Andy: As for negative aspects, I am puzzled by the way the North Pleasant “skyline” suddenly drops off around Antonio’s, and we go from multi-story, mixed-use buildings to a series of old family homes pressed into service as businesses. Those seem like prime targets for redevelopment, along with the single-story CVS and Zanna buildings – just continue the multi-story line down the street, so more people can live and work downtown. But do it with some style – not like the bland, soulless brick building next to the fire station, where The Works is.

Photo credit Sarah Marshall

Meg: Don’t forget the most hideous building in town or perhaps in the Valley: The Bank of America building that is 45 degrees out of whack with every other building in town, has those horrific square columns with no structural or artistic purpose, the outrageous useless space that has to be heated and cooled – and the bizarre gerbil run on the second floor! That is one building everyone agrees is a downtown catastrophe!

Andy: Ugh. Yes.

Meg: I think a redesigned building there would make a fabulous Thorne’s Market-style venue with 2–3 floors of small boutiques and some carefully planned, financially sustainable arts space on the top floor. Maybe film-making courses sponsored by Amherst Cinema, and/or rehearsal space for the black box theater we can create in the old fire station! I am convinced, as I said earlier, that we could attract more small businesses if more infrastructure – plumbing heating, electricity – were provided. Maybe it could be “Roberts’ Market”! The Bank of America could sell it and consolidate their business at the Triangle Street mini bank. I know what you’re thinking: “Dream on, Meg!”

Andy: Well, while we’re dreaming, how about an easily accessible parking garage with plenty of space for all the people using “Roberts’ Market” and all the other current and future attractions downtown?

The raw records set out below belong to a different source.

use renderfit_image::Image;
use renderfit_pose::{ObjectPose, Parameterization};
use renderfit_similarity::{SimilarityEngine, SimilarityStrategy};

use crate::error::OptimError;
use crate::renderer::SilhouetteRenderer;

/// The render-and-compare objective function.
///
/// Binds a fixed target image, a renderer, a parameterization and a
/// similarity engine at construction, then exposes a single evaluation
/// operator from a normalized parameter vector to a scalar score: decode the
/// pose, render its silhouette, compare against the target. Repeated calls
/// with the same vector return the same score, so a generic derivative-free
/// maximizer can treat it as a pure function.
pub struct PoseObjective<R> {
    renderer: R,
    target: Image<u8, 4>,
    parameterization: Parameterization,
    engine: SimilarityEngine,
}

impl<R: SilhouetteRenderer> PoseObjective<R> {
    /// Bind a renderer and a target image into an objective function.
    ///
    /// # Arguments
    ///
    /// * `renderer` - The silhouette renderer to evaluate candidate poses with.
    /// * `target` - The target image the renders are compared against.
    /// * `parameterization` - The active parameter vector layout.
    /// * `strategy` - How similarity evaluations are executed.
    pub fn new(
        renderer: R,
        target: Image<u8, 4>,
        parameterization: Parameterization,
        strategy: SimilarityStrategy,
    ) -> Self {
        Self {
            renderer,
            target,
            parameterization,
            engine: SimilarityEngine::new(strategy),
        }
    }

    /// The active parameterization.
    pub fn parameterization(&self) -> Parameterization {
        self.parameterization
    }

    /// Encode a pose into the initial parameter vector for the maximizer.
    pub fn initial_parameters(&self, pose: &ObjectPose) -> Vec<f64> {
        self.parameterization.to_parameters(pose)
    }

    /// Evaluate the objective at a parameter vector.
    ///
    /// # Errors
    ///
    /// Returns an error if the vector length does not match the
    /// parameterization, the renderer fails, or the rendered image does not
    /// match the target size.
    pub fn evaluate(&mut self, parameters: &[f64]) -> Result<f64, OptimError> {
        let pose = self.parameterization.to_pose(parameters)?;

        let rendered = self.renderer.render_silhouette(&pose)?;
        let similarity = self.engine.compute(&rendered, &self.target)?;

        log::debug!("similarity {similarity} {pose}");

        Ok(similarity)
    }
}

#[cfg(test)]
mod tests {
    use super::*;
    use approx::assert_relative_eq;
    use renderfit_image::{Image, ImageSize};
    use renderfit_pose::PoseError;

    use crate::renderer::RenderError;

    /// Renderer returning a precomputed image regardless of the pose.
    struct FixedRenderer {
        image: Image<u8, 4>,
    }

    impl SilhouetteRenderer for FixedRenderer {
        fn render_silhouette(
            &mut self,
            _pose: &ObjectPose,
        ) -> Result<Image<u8, 4>, RenderError> {
            Ok(self.image.clone())
        }
    }

    fn solid_image(size: ImageSize, alpha: u8) -> Image<u8, 4> {
        let data = (0..size.width * size.height)
            .flat_map(|_| [180, 180, 180, alpha])
            .collect::<Vec<_>>();
        Image::new(size, data).unwrap()
    }

    #[test]
    fn test_perfect_match_scores_one() -> Result<(), OptimError> {
        let size = ImageSize {
            width: 8,
            height: 6,
        };
        let image = solid_image(size, 255);

        let mut objective = PoseObjective::new(
            FixedRenderer {
                image: image.clone(),
            },
            image,
            Parameterization::Full,
            SimilarityStrategy::Serial,
        );

        let score = objective.evaluate(&[0.0; 6])?;
        assert_relative_eq!(score, 1.0, epsilon = 1e-12);

        Ok(())
    }

    #[test]
    fn test_repeated_evaluations_are_deterministic() -> Result<(), OptimError> {
        let size = ImageSize {
            width: 8,
            height: 6,
        };

        let mut objective = PoseObjective::new(
            FixedRenderer {
                image: solid_image(size, 128),
            },
            solid_image(size, 255),
            Parameterization::RotationOnly,
            SimilarityStrategy::BlockReduction,
        );

        let parameters = [0.1, -0.2, 0.05];
        let first = objective.evaluate(&parameters)?;
        let second = objective.evaluate(&parameters)?;
        assert_eq!(first, second);

        Ok(())
    }

    #[test]
    fn test_wrong_parameter_length_fails_fast() {
        let size = ImageSize {
            width: 4,
            height: 4,
        };

        let mut objective = PoseObjective::new(
            FixedRenderer {
                image: solid_image(size, 255),
            },
            solid_image(size, 255),
            Parameterization::Full,
            SimilarityStrategy::Serial,
        );

        let result = objective.evaluate(&[0.0; 3]);
        assert!(matches!(
            result,
            Err(OptimError::Pose(PoseError::InvalidParameterLength {
                expected: 6,
                got: 3
            }))
        ));
    }
}
#![deny(missing_docs)]
#![doc = env!("CARGO_PKG_DESCRIPTION")]

/// object pose representation module.
pub mod pose;

/// optimizer parameter vector mapping module.
pub mod params;

/// pose comparison metrics module.
pub mod compare;

/// pose text file reading and writing module.
pub mod io;

mod error;

pub use crate::compare::{
    max_rotation_error, max_translation_error, rotation_error, translation_error,
};
pub use crate::error::PoseError;
pub use crate::io::{read_pose, save_pose};
pub use crate::params::Parameterization;
pub use crate::pose::ObjectPose;
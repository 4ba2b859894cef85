/// Errors that can occur in the pose module.
#[derive(thiserror::Error, Debug)]
pub enum PoseError {
    /// The parameter vector length does not match the parameterization.
    #[error("parameter vector has length {got}, expected {expected}")]
    InvalidParameterLength {
        /// Length required by the active parameterization.
        expected: usize,
        /// Length of the vector that was passed.
        got: usize,
    },

    /// Error reading or writing a pose file.
    #[error("error reading or writing pose file")]
    Io(#[from] std::io::Error),

    /// A token of a pose file could not be parsed as a number.
    #[error("invalid number in pose file")]
    InvalidNumber(#[from] std::num::ParseFloatError),

    /// A pose file did not contain a supported number of values.
    #[error("pose file contains {0} values, expected 6 or 7")]
    InvalidPoseFile(usize),
}
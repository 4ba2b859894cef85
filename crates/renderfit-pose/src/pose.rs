use glam::{DQuat, DVec3, EulerRot};

/// Rigid pose of the object relative to the camera origin.
///
/// The rotation is stored as Euler angles in degrees, applied in intrinsic
/// ZXY order (the orientation quaternion is `Rz * Rx * Ry`). Translation and
/// rotation are always kept in physical units (meters, degrees); the
/// normalized accessors exist only for the optimizer boundary, where every
/// dimension is divided by its fixed range so all parameters live on
/// comparable scales.
///
/// # Examples
///
/// ```
/// use glam::DVec3;
/// use renderfit_pose::ObjectPose;
///
/// let pose = ObjectPose::new(DVec3::new(0.1, 0.0, -0.05), DVec3::new(10.0, -5.0, 0.0));
/// let normalized = pose.normalized_translation();
/// assert_eq!(normalized.x, 0.5);
/// ```
#[derive(Debug, Clone, Copy, PartialEq, Default)]
pub struct ObjectPose {
    /// 3D translation from the origin to the center of the object, in meters.
    pub translation: DVec3,
    /// Euler angles (intrinsic ZXY order) in degrees.
    pub rotation: DVec3,
}

impl ObjectPose {
    /// Per-axis translation range in meters used for normalization.
    pub const TRANSLATION_RANGE: DVec3 = DVec3::new(0.2, 0.2, 0.2);

    /// Per-axis rotation range in degrees used for normalization.
    pub const ROTATION_RANGE: DVec3 = DVec3::new(45.0, 45.0, 180.0);

    /// Create a pose from a translation and Euler angles.
    pub fn new(translation: DVec3, rotation: DVec3) -> Self {
        Self {
            translation,
            rotation,
        }
    }

    /// Create a rotation-only pose with zero translation.
    pub fn from_rotation(rotation: DVec3) -> Self {
        Self {
            translation: DVec3::ZERO,
            rotation,
        }
    }

    /// Translation divided component-wise by [`Self::TRANSLATION_RANGE`].
    pub fn normalized_translation(&self) -> DVec3 {
        self.translation / Self::TRANSLATION_RANGE
    }

    /// Rotation divided component-wise by [`Self::ROTATION_RANGE`].
    pub fn normalized_rotation(&self) -> DVec3 {
        self.rotation / Self::ROTATION_RANGE
    }

    /// Set the translation from its normalized representation.
    pub fn set_normalized_translation(&mut self, normalized: DVec3) {
        self.translation = normalized * Self::TRANSLATION_RANGE;
    }

    /// Set the rotation from its normalized representation.
    pub fn set_normalized_rotation(&mut self, normalized: DVec3) {
        self.rotation = normalized * Self::ROTATION_RANGE;
    }

    /// The orientation as a unit quaternion.
    pub fn to_quaternion(&self) -> DQuat {
        DQuat::from_euler(
            EulerRot::ZXY,
            self.rotation.z.to_radians(),
            self.rotation.x.to_radians(),
            self.rotation.y.to_radians(),
        )
    }
}

impl std::fmt::Display for ObjectPose {
    fn fmt(&self, f: &mut std::fmt::Formatter) -> std::fmt::Result {
        write!(
            f,
            "translation: {} rotation: {}",
            self.translation, self.rotation
        )
    }
}

#[cfg(test)]
mod tests {
    use super::*;
    use approx::assert_relative_eq;

    #[test]
    fn test_normalization_round_trip() {
        let mut pose = ObjectPose::default();
        pose.set_normalized_translation(DVec3::new(0.5, -0.25, 1.0));
        pose.set_normalized_rotation(DVec3::new(-1.0, 0.5, 0.25));

        assert_relative_eq!(pose.translation.x, 0.1);
        assert_relative_eq!(pose.translation.y, -0.05);
        assert_relative_eq!(pose.translation.z, 0.2);
        assert_relative_eq!(pose.rotation.x, -45.0);
        assert_relative_eq!(pose.rotation.y, 22.5);
        assert_relative_eq!(pose.rotation.z, 45.0);

        let normalized_translation = pose.normalized_translation();
        let normalized_rotation = pose.normalized_rotation();
        assert_relative_eq!(normalized_translation.x, 0.5);
        assert_relative_eq!(normalized_translation.y, -0.25);
        assert_relative_eq!(normalized_translation.z, 1.0);
        assert_relative_eq!(normalized_rotation.x, -1.0);
        assert_relative_eq!(normalized_rotation.y, 0.5);
        assert_relative_eq!(normalized_rotation.z, 0.25);
    }

    #[test]
    fn test_to_quaternion_axis_rotations() {
        // a pure z rotation maps to a rotation about the z axis
        let pose = ObjectPose::from_rotation(DVec3::new(0.0, 0.0, 90.0));
        let rotated = pose.to_quaternion() * DVec3::X;
        assert_relative_eq!(rotated.x, 0.0, epsilon = 1e-12);
        assert_relative_eq!(rotated.y, 1.0, epsilon = 1e-12);

        // a pure x rotation maps to a rotation about the x axis
        let pose = ObjectPose::from_rotation(DVec3::new(90.0, 0.0, 0.0));
        let rotated = pose.to_quaternion() * DVec3::Y;
        assert_relative_eq!(rotated.y, 0.0, epsilon = 1e-12);
        assert_relative_eq!(rotated.z, 1.0, epsilon = 1e-12);
    }

    #[test]
    fn test_to_quaternion_zxy_order() {
        // intrinsic ZXY: the z rotation is applied last in the fixed frame
        let pose = ObjectPose::from_rotation(DVec3::new(90.0, 0.0, 90.0));
        let expected = DQuat::from_rotation_z(std::f64::consts::FRAC_PI_2)
            * DQuat::from_rotation_x(std::f64::consts::FRAC_PI_2);
        let q = pose.to_quaternion();
        assert_relative_eq!(q.dot(expected).abs(), 1.0, epsilon = 1e-12);
    }
}
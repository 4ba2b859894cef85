//! Derivative-free quasi-Newton maximization.
//!
//! The objective is a black box: it passes through a rasterizer, so no
//! analytic gradient exists. Gradients are estimated by central finite
//! differences and fed into a BFGS ascent with a backtracking line search.
//! Rasterization makes the objective non-smooth at silhouette edges, so the
//! search can settle in a local maximum; that is an accepted property of the
//! method, not a failure, and initial-guess quality decides the outcome.

use crate::error::OptimError;

/// Sufficient-increase coefficient of the backtracking line search.
const ARMIJO_C: f64 = 1e-4;

/// Maximum number of step halvings per line search.
const MAX_BACKTRACKS: usize = 30;

/// Minimum curvature product accepted for a BFGS update.
const CURVATURE_MIN: f64 = 1e-12;

/// Tuning parameters for the approximate-derivative quasi-Newton search.
#[derive(Debug, Clone)]
pub struct QuasiNewtonParams {
    /// Step scale the line search starts from at each iteration.
    pub initial_step: f64,
    /// Perturbation applied per dimension for the central-difference
    /// gradient estimate, in normalized parameter units.
    pub gradient_epsilon: f64,
    /// Maximum number of ascent iterations.
    pub max_iterations: usize,
    /// Stop when the objective improves by less than this between
    /// consecutive iterations.
    pub tolerance: f64,
}

impl Default for QuasiNewtonParams {
    fn default() -> Self {
        Self {
            initial_step: 1.0,
            gradient_epsilon: 0.1,
            max_iterations: 100,
            tolerance: 1e-6,
        }
    }
}

/// Why the search stopped.
#[derive(Debug, Clone, Copy, PartialEq, Eq)]
pub enum StopReason {
    /// The objective-delta stopping criterion was met, or no improving step
    /// remained along the search direction.
    Converged,
    /// The iteration budget ran out; the best iterate found so far is
    /// returned and this is not an error.
    MaxIterations,
}

/// Result of a maximization run.
#[derive(Debug, Clone)]
pub struct MaximizationResult {
    /// Parameter vector at the best objective value observed.
    pub parameters: Vec<f64>,
    /// Objective value at [`parameters`](Self::parameters).
    pub score: f64,
    /// Number of ascent iterations performed.
    pub num_iterations: usize,
    /// Total number of objective evaluations, including gradient probes.
    pub num_evaluations: usize,
    /// Why the search stopped.
    pub stop_reason: StopReason,
}

/// Maximize a black-box objective with BFGS ascent and approximate derivatives.
///
/// # Arguments
///
/// * `objective` - The function to maximize; called many times, including at
///   perturbed probe points for gradient estimation.
/// * `initial` - The starting parameter vector.
/// * `params` - Search tuning parameters.
///
/// # Returns
///
/// The best iterate found, with iteration/evaluation counts and the stop
/// reason.
///
/// # Errors
///
/// Returns an error if the initial vector is empty or any objective
/// evaluation fails.
pub fn maximize_approximate<F>(
    mut objective: F,
    initial: Vec<f64>,
    params: &QuasiNewtonParams,
) -> Result<MaximizationResult, OptimError>
where
    F: FnMut(&[f64]) -> Result<f64, OptimError>,
{
    let n = initial.len();
    if n == 0 {
        return Err(OptimError::EmptyParameterVector);
    }

    let mut num_evaluations = 0usize;

    let mut x = initial;
    num_evaluations += 1;
    let mut fx = objective(&x)?;
    let mut grad = gradient(
        &mut objective,
        &x,
        params.gradient_epsilon,
        &mut num_evaluations,
    )?;

    let mut inverse_hessian = identity(n);

    let mut num_iterations = 0usize;
    let mut stop_reason = StopReason::MaxIterations;

    for _ in 0..params.max_iterations {
        num_iterations += 1;

        // ascent direction from the running inverse Hessian approximation,
        // falling back to steepest ascent when the model loses positive
        // curvature along the gradient
        let mut direction = mat_vec(&inverse_hessian, &grad);
        let mut slope = dot(&grad, &direction);
        if slope <= 0.0 {
            direction.copy_from_slice(&grad);
            slope = dot(&grad, &grad);
        }
        if slope <= f64::EPSILON {
            // gradient numerically zero, nothing left to climb
            stop_reason = StopReason::Converged;
            break;
        }

        // backtracking line search with a sufficient-increase condition
        let mut step = params.initial_step;
        let mut accepted = None;
        for _ in 0..MAX_BACKTRACKS {
            let candidate = offset(&x, step, &direction);
            num_evaluations += 1;
            let score = objective(&candidate)?;
            if score >= fx + ARMIJO_C * step * slope {
                accepted = Some((candidate, score));
                break;
            }
            step *= 0.5;
        }

        let Some((x_next, f_next)) = accepted else {
            // no improving step along this direction
            stop_reason = StopReason::Converged;
            break;
        };

        let grad_next = gradient(
            &mut objective,
            &x_next,
            params.gradient_epsilon,
            &mut num_evaluations,
        )?;

        // BFGS update of the inverse Hessian; for maximization the curvature
        // pair is s = x_next - x and y = grad - grad_next
        let s = sub(&x_next, &x);
        let y = sub(&grad, &grad_next);
        let sy = dot(&s, &y);
        if sy > CURVATURE_MIN {
            bfgs_update(&mut inverse_hessian, &s, &y, sy);
        } else {
            // curvature information unusable, restart from the identity model
            inverse_hessian = identity(n);
        }

        let delta = (f_next - fx).abs();
        log::debug!("iteration {num_iterations} score {f_next} delta {delta}");

        x = x_next;
        fx = f_next;
        grad = grad_next;

        if delta < params.tolerance {
            stop_reason = StopReason::Converged;
            break;
        }
    }

    Ok(MaximizationResult {
        parameters: x,
        score: fx,
        num_iterations,
        num_evaluations,
        stop_reason,
    })
}

/// Central-difference gradient estimate.
fn gradient<F>(
    objective: &mut F,
    x: &[f64],
    epsilon: f64,
    num_evaluations: &mut usize,
) -> Result<Vec<f64>, OptimError>
where
    F: FnMut(&[f64]) -> Result<f64, OptimError>,
{
    let mut grad = vec![0.0; x.len()];
    let mut probe = x.to_vec();

    for i in 0..x.len() {
        probe[i] = x[i] + epsilon;
        *num_evaluations += 1;
        let f_plus = objective(&probe)?;

        probe[i] = x[i] - epsilon;
        *num_evaluations += 1;
        let f_minus = objective(&probe)?;

        probe[i] = x[i];
        grad[i] = (f_plus - f_minus) / (2.0 * epsilon);
    }

    Ok(grad)
}

fn identity(n: usize) -> Vec<Vec<f64>> {
    let mut matrix = vec![vec![0.0; n]; n];
    for (i, row) in matrix.iter_mut().enumerate() {
        row[i] = 1.0;
    }
    matrix
}

fn mat_vec(matrix: &[Vec<f64>], vector: &[f64]) -> Vec<f64> {
    matrix.iter().map(|row| dot(row, vector)).collect()
}

fn dot(a: &[f64], b: &[f64]) -> f64 {
    a.iter().zip(b.iter()).map(|(x, y)| x * y).sum()
}

fn sub(a: &[f64], b: &[f64]) -> Vec<f64> {
    a.iter().zip(b.iter()).map(|(x, y)| x - y).collect()
}

fn offset(x: &[f64], step: f64, direction: &[f64]) -> Vec<f64> {
    x.iter()
        .zip(direction.iter())
        .map(|(xi, di)| xi + step * di)
        .collect()
}

/// In-place BFGS update of the inverse Hessian approximation:
/// `H' = (I - rho s y^T) H (I - rho y s^T) + rho s s^T` with `rho = 1/(s.y)`,
/// expanded to avoid temporary matrices.
fn bfgs_update(inverse_hessian: &mut [Vec<f64>], s: &[f64], y: &[f64], sy: f64) {
    let n = s.len();
    let rho = 1.0 / sy;

    let hy = mat_vec(inverse_hessian, y);
    let yhy = dot(y, &hy);

    for i in 0..n {
        for j in 0..n {
            inverse_hessian[i][j] += -rho * (s[i] * hy[j] + hy[i] * s[j])
                + (rho * rho * yhy + rho) * s[i] * s[j];
        }
    }
}
/// An error type for the image module.
#[derive(thiserror::Error, Debug, PartialEq, Eq)]
pub enum ImageError {
    /// Error when channel and shape are not valid.
    #[error("Data length ({0}) does not match the image size ({1})")]
    InvalidChannelShape(usize, usize),

    /// Error when the image sizes do not match.
    #[error("Image size ({0}x{1}) does not match the expected size ({2}x{3})")]
    InvalidImageSize(usize, usize, usize, usize),

    /// Error when a pixel index is out of bounds.
    #[error("Pixel index x: {0} y: {1} ch: {2} is out of bounds")]
    PixelIndexOutOfBounds(usize, usize, usize),
}
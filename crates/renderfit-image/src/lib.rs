#![deny(missing_docs)]
#![doc = env!("CARGO_PKG_DESCRIPTION")]

/// image representation for render-and-compare purposes.
pub mod image;

/// Error types for the image module.
pub mod error;

pub use crate::error::ImageError;
pub use crate::image::{Image, ImageSize};
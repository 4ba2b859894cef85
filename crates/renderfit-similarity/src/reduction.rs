//! Block-parallel similarity reduction over shared atomic counters.
//!
//! This is the execution model used on wide-parallel hardware: the image is
//! partitioned into fixed-size pixel blocks, one worker per block computes
//! local contributions to six counters and adds them atomically to a shared
//! counter block. The two Dice accumulators and the value-agreement sum are
//! continuous quantities, so they are encoded as fixed-point integers
//! (multiplied by a scale factor and rounded) because the reduction target
//! only supports atomic integer addition.

use std::sync::atomic::{AtomicU64, Ordering};

use rayon::prelude::*;

use renderfit_image::Image;

use crate::error::SimilarityError;
use crate::score::{check_sizes, composite_score, pixel_value, unit};

/// Edge length in pixels of the square blocks assigned to reduction workers.
pub const BLOCK_SIZE: usize = 4;

/// Default fixed-point scale factor, the number of decimals kept is log10 of it.
pub const DEFAULT_FIXED_POINT_SCALE: f64 = 100.0;

/// Decoded counter totals read back after a full-image reduction pass.
#[derive(Debug, Clone, Copy, PartialEq)]
pub struct CounterTotals {
    /// Pixels covered in both the rendered image and the target.
    pub true_positive: u64,
    /// Pixels covered in the rendered image only.
    pub false_positive: u64,
    /// Pixels covered in the target only.
    pub false_negative: u64,
    /// Decoded fuzzy Dice numerator, sum of alpha products.
    pub dice_numerator: f64,
    /// Decoded fuzzy Dice denominator, sum of alpha sums.
    pub dice_denominator: f64,
    /// Decoded sum of brightness agreements over the overlap zone.
    pub value_sum: f64,
}

/// Local, single-worker contributions to the six counters.
///
/// The fractional members are already fixed-point encoded so the shared add
/// is a plain integer addition.
#[derive(Debug, Default)]
struct LocalCounts {
    true_positive: u64,
    false_positive: u64,
    false_negative: u64,
    dice_numerator_fixed: u64,
    dice_denominator_fixed: u64,
    value_sum_fixed: u64,
}

/// Shared accumulation state for the block-parallel similarity reduction.
///
/// The counter block is the only shared mutable resource of an evaluation:
/// it must be [`reset`](CounterBlock::reset) before each dispatch, written
/// only by the reduction workers while the dispatch is in flight, and read
/// back with [`totals`](CounterBlock::totals) only after all workers have
/// finished. [`compute_similarity_blocks`] enforces this sequence; reuse the
/// same block across evaluations rather than allocating per call.
#[derive(Debug)]
pub struct CounterBlock {
    true_positive: AtomicU64,
    false_positive: AtomicU64,
    false_negative: AtomicU64,
    dice_numerator_fixed: AtomicU64,
    dice_denominator_fixed: AtomicU64,
    value_sum_fixed: AtomicU64,
    scale: f64,
}

impl CounterBlock {
    /// Create a counter block with the default fixed-point scale.
    pub fn new() -> Self {
        Self::with_scale(DEFAULT_FIXED_POINT_SCALE)
    }

    /// Create a counter block with a custom fixed-point scale factor.
    ///
    /// Each accumulated fractional term is quantized with an error of at
    /// most `0.5 / scale`.
    pub fn with_scale(scale: f64) -> Self {
        Self {
            true_positive: AtomicU64::new(0),
            false_positive: AtomicU64::new(0),
            false_negative: AtomicU64::new(0),
            dice_numerator_fixed: AtomicU64::new(0),
            dice_denominator_fixed: AtomicU64::new(0),
            value_sum_fixed: AtomicU64::new(0),
            scale,
        }
    }

    /// The fixed-point scale factor used by the fractional counters.
    pub fn scale(&self) -> f64 {
        self.scale
    }

    /// Reset all six counters to zero.
    ///
    /// Must be called before every dispatch; the counters accumulate across
    /// calls otherwise.
    pub fn reset(&self) {
        self.true_positive.store(0, Ordering::Relaxed);
        self.false_positive.store(0, Ordering::Relaxed);
        self.false_negative.store(0, Ordering::Relaxed);
        self.dice_numerator_fixed.store(0, Ordering::Relaxed);
        self.dice_denominator_fixed.store(0, Ordering::Relaxed);
        self.value_sum_fixed.store(0, Ordering::Relaxed);
    }

    fn add(&self, local: &LocalCounts) {
        self.true_positive
            .fetch_add(local.true_positive, Ordering::Relaxed);
        self.false_positive
            .fetch_add(local.false_positive, Ordering::Relaxed);
        self.false_negative
            .fetch_add(local.false_negative, Ordering::Relaxed);
        self.dice_numerator_fixed
            .fetch_add(local.dice_numerator_fixed, Ordering::Relaxed);
        self.dice_denominator_fixed
            .fetch_add(local.dice_denominator_fixed, Ordering::Relaxed);
        self.value_sum_fixed
            .fetch_add(local.value_sum_fixed, Ordering::Relaxed);
    }

    /// Read back and decode the counter totals.
    ///
    /// Only meaningful after a dispatch has fully completed.
    pub fn totals(&self) -> CounterTotals {
        CounterTotals {
            true_positive: self.true_positive.load(Ordering::Relaxed),
            false_positive: self.false_positive.load(Ordering::Relaxed),
            false_negative: self.false_negative.load(Ordering::Relaxed),
            dice_numerator: self.dice_numerator_fixed.load(Ordering::Relaxed) as f64 / self.scale,
            dice_denominator: self.dice_denominator_fixed.load(Ordering::Relaxed) as f64
                / self.scale,
            value_sum: self.value_sum_fixed.load(Ordering::Relaxed) as f64 / self.scale,
        }
    }
}

impl Default for CounterBlock {
    fn default() -> Self {
        Self::new()
    }
}

/// Boolean-mask Dice coefficient from decoded totals, `2*TP / (2*TP + FP + FN)`.
///
/// No smoothing term; 0 when the denominator vanishes.
pub fn mask_dice_from_totals(totals: &CounterTotals) -> f64 {
    let denominator =
        2 * totals.true_positive + totals.false_positive + totals.false_negative;
    if denominator == 0 {
        return 0.0;
    }
    2.0 * totals.true_positive as f64 / denominator as f64
}

/// Composite similarity score from decoded totals.
///
/// Applies the same final formula as the sequential scan: smoothed fuzzy
/// Dice plus mean value agreement over the overlap, with the overlap count
/// doubling as the true-positive counter.
pub fn score_from_totals(totals: &CounterTotals) -> f64 {
    composite_score(
        totals.dice_numerator,
        totals.dice_denominator,
        totals.true_positive,
        totals.value_sum,
    )
}

/// Contributions of one block of pixels, fixed-point encoded per pixel.
fn block_counts(
    rendered: &[u8],
    target: &[u8],
    cols: usize,
    rows: usize,
    block_x: usize,
    block_y: usize,
    scale: f64,
) -> LocalCounts {
    let mut local = LocalCounts::default();

    let y_end = rows.min((block_y + 1) * BLOCK_SIZE);
    let x_end = cols.min((block_x + 1) * BLOCK_SIZE);

    for y in block_y * BLOCK_SIZE..y_end {
        for x in block_x * BLOCK_SIZE..x_end {
            let offset = (y * cols + x) * 4;
            let rendered_px = &rendered[offset..offset + 4];
            let target_px = &target[offset..offset + 4];

            let alpha_rendered = unit(rendered_px[3]);
            let alpha_target = unit(target_px[3]);

            let in_rendered = alpha_rendered > 0.0;
            let in_target = alpha_target > 0.0;

            match (in_rendered, in_target) {
                (true, true) => local.true_positive += 1,
                (true, false) => local.false_positive += 1,
                (false, true) => local.false_negative += 1,
                (false, false) => {}
            }

            local.dice_numerator_fixed +=
                (alpha_rendered * alpha_target * scale).round() as u64;
            local.dice_denominator_fixed +=
                ((alpha_rendered + alpha_target) * scale).round() as u64;

            if in_rendered && in_target {
                let agreement = 1.0 - (pixel_value(rendered_px) - pixel_value(target_px)).abs();
                local.value_sum_fixed += (agreement * scale).round() as u64;
            }
        }
    }

    local
}

/// Compute the silhouette similarity with the block-grid atomic reduction.
///
/// Same semantics as [`compute_similarity`](crate::compute_similarity) up to
/// fixed-point quantization of the fractional counters: the image is split
/// into [`BLOCK_SIZE`]² pixel blocks, one worker per block accumulates local
/// counts and adds them atomically into `counters`, and the composite score
/// is computed on the calling thread from the decoded totals once the
/// dispatch has completed.
///
/// The counter block is reset at the start of the call; the rayon dispatch
/// acts as the barrier between the write and read phases.
///
/// # Errors
///
/// Returns an error if the two images have different sizes.
pub fn compute_similarity_blocks(
    rendered: &Image<u8, 4>,
    target: &Image<u8, 4>,
    counters: &CounterBlock,
) -> Result<f64, SimilarityError> {
    check_sizes(rendered, target)?;

    counters.reset();

    let cols = rendered.cols();
    let rows = rendered.rows();
    let blocks_x = cols.div_ceil(BLOCK_SIZE).max(1);
    let blocks_y = rows.div_ceil(BLOCK_SIZE).max(1);

    let rendered_data = rendered.as_slice();
    let target_data = target.as_slice();
    let scale = counters.scale();

    (0..blocks_x * blocks_y).into_par_iter().for_each(|block| {
        let block_x = block % blocks_x;
        let block_y = block / blocks_x;
        let local = block_counts(
            rendered_data,
            target_data,
            cols,
            rows,
            block_x,
            block_y,
            scale,
        );
        counters.add(&local);
    });

    Ok(score_from_totals(&counters.totals()))
}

Photo credit Sarah Marshall

Meg: Sure, a parking garage based on a plan so it’s the right size, in the best location and structured so it’s public parking and not parking primarily for student renters. A private parking lot makes me nervous! A topic for the future we probably won’t agree on! I fear the editors of the Amherst Current were hoping we might have more fireworks than we did this time around, so that sounds like a great topic for next time. Ka-boom!

Andy: Haha! You crack me up. So much to argue about; so little time!

Meg: You know, Andy, I think we could agree on the importance of planning and perhaps also on the components of a good plan.

Andy: Yes, planning is good. Good planning is even better! Where would you start?

Photo credit Sarah Marshall

Meg:  Well, I would start with goals or what some call a “vision.” What do we want? I am a big fan of quite specific goals and sometimes find the concept of “vision” to result in vagueness, but having a vision of what we want is also important. And that vision can be translated into goals. I think our Master Plan lays out a lot of that.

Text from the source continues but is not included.